DATA FOR THE TASK below:

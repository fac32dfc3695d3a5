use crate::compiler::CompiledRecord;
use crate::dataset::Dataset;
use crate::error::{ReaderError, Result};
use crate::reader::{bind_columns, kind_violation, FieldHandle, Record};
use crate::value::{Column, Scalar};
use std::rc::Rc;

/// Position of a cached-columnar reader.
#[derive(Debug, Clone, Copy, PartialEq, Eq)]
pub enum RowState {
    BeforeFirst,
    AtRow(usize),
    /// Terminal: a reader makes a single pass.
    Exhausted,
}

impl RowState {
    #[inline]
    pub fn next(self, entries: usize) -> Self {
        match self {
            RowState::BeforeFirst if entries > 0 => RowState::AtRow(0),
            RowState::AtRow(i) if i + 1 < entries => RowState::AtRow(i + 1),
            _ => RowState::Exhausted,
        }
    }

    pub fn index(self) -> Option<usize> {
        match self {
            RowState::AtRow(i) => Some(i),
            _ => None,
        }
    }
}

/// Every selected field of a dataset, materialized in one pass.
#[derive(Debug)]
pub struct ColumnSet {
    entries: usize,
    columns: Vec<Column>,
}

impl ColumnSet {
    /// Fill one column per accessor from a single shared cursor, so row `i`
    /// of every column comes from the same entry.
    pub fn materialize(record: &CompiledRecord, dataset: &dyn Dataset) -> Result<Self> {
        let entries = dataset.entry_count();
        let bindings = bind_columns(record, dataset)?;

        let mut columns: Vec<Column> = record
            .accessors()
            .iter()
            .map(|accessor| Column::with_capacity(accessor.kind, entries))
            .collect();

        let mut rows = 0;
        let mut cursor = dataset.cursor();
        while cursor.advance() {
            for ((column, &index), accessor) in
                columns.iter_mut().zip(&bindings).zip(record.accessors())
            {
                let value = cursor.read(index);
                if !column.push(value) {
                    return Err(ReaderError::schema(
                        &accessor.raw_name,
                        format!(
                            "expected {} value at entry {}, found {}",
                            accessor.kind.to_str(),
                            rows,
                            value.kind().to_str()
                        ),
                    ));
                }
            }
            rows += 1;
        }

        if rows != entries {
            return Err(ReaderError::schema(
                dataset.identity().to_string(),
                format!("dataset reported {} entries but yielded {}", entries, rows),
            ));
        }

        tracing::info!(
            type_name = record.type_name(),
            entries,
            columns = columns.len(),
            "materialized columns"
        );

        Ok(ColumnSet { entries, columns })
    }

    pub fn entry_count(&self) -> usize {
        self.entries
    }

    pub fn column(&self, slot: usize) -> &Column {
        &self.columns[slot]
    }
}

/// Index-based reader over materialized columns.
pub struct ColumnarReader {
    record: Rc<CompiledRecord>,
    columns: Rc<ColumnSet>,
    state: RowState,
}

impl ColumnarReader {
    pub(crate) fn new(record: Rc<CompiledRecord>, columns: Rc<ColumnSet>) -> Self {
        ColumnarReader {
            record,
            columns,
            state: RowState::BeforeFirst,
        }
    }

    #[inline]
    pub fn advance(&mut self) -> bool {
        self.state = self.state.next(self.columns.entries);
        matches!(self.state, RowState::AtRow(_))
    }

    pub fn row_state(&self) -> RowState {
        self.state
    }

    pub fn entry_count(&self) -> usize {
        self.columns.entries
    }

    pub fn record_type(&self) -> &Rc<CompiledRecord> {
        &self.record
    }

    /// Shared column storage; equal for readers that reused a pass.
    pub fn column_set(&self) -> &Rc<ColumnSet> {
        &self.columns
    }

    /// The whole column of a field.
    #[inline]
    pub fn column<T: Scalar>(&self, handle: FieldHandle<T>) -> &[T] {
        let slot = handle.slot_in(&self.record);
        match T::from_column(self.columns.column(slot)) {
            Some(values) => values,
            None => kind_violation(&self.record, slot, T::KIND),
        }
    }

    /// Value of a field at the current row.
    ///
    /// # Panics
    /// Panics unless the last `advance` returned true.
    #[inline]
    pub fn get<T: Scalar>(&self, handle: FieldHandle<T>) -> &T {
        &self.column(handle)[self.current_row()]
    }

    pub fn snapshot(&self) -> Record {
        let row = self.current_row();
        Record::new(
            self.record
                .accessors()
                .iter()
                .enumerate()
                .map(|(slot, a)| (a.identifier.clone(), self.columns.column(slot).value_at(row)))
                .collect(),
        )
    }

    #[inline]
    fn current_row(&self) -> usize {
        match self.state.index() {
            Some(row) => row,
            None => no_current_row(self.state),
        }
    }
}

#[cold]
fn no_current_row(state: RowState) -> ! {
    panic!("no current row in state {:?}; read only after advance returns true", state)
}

End of DATA FOR THE TASK.
DATA FOR THE TASK below:

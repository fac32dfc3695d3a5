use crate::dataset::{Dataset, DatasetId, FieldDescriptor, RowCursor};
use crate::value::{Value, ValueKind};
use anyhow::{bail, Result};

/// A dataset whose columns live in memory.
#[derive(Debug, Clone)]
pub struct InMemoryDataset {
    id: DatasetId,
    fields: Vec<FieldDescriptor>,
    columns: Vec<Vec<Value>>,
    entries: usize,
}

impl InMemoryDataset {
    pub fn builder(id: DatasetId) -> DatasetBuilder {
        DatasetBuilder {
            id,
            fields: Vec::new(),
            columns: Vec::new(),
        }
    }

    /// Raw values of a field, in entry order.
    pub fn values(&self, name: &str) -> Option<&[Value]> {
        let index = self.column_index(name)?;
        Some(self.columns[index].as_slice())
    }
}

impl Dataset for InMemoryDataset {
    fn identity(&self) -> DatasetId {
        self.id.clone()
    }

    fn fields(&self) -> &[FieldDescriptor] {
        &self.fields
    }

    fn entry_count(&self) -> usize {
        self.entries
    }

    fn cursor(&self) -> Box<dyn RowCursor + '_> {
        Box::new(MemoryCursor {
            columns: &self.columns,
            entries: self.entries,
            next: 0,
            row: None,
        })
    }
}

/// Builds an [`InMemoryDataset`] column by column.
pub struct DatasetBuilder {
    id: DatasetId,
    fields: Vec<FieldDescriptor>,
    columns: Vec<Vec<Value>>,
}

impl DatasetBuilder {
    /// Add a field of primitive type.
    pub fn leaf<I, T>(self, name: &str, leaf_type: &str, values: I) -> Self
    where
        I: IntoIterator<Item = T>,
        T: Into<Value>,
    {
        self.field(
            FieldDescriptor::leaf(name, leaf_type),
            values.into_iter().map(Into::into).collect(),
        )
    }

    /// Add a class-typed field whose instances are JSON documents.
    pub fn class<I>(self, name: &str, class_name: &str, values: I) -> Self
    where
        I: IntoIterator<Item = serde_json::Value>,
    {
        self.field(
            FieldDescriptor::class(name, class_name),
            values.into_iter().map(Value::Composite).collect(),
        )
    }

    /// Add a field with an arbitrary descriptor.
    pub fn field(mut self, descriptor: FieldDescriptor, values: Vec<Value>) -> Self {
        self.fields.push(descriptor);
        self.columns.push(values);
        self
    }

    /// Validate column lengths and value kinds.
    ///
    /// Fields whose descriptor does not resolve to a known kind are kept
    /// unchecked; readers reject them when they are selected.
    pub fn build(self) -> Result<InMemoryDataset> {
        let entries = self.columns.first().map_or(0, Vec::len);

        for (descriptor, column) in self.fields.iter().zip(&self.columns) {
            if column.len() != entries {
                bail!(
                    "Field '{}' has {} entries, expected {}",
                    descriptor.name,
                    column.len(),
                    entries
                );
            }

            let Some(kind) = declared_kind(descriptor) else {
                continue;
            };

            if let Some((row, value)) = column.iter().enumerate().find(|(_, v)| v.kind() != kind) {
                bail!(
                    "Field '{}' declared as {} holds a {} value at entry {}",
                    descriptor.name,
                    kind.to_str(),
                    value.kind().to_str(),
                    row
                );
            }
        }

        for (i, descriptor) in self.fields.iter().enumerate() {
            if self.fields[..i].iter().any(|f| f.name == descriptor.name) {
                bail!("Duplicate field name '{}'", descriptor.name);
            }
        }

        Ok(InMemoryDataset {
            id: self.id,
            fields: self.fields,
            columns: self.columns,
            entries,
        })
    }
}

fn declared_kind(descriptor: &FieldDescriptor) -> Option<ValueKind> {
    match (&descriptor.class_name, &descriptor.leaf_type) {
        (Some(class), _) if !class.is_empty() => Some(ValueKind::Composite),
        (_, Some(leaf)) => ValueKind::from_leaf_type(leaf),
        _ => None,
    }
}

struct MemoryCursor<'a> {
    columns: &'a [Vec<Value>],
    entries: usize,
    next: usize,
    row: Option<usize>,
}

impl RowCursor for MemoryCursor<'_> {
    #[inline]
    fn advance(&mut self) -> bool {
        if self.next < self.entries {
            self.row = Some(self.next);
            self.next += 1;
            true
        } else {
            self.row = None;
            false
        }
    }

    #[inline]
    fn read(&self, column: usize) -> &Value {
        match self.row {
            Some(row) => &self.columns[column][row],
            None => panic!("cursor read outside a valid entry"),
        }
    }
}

End of DATA FOR THE TASK.

§ ASSIGNED TASK
Return every line of the listing that has the word "selected" in it.

§ OUTPUT OF THE EXERCISE
/// Every selected field of a dataset, materialized in one pass.
    /// unchecked; readers reject them when they are selected.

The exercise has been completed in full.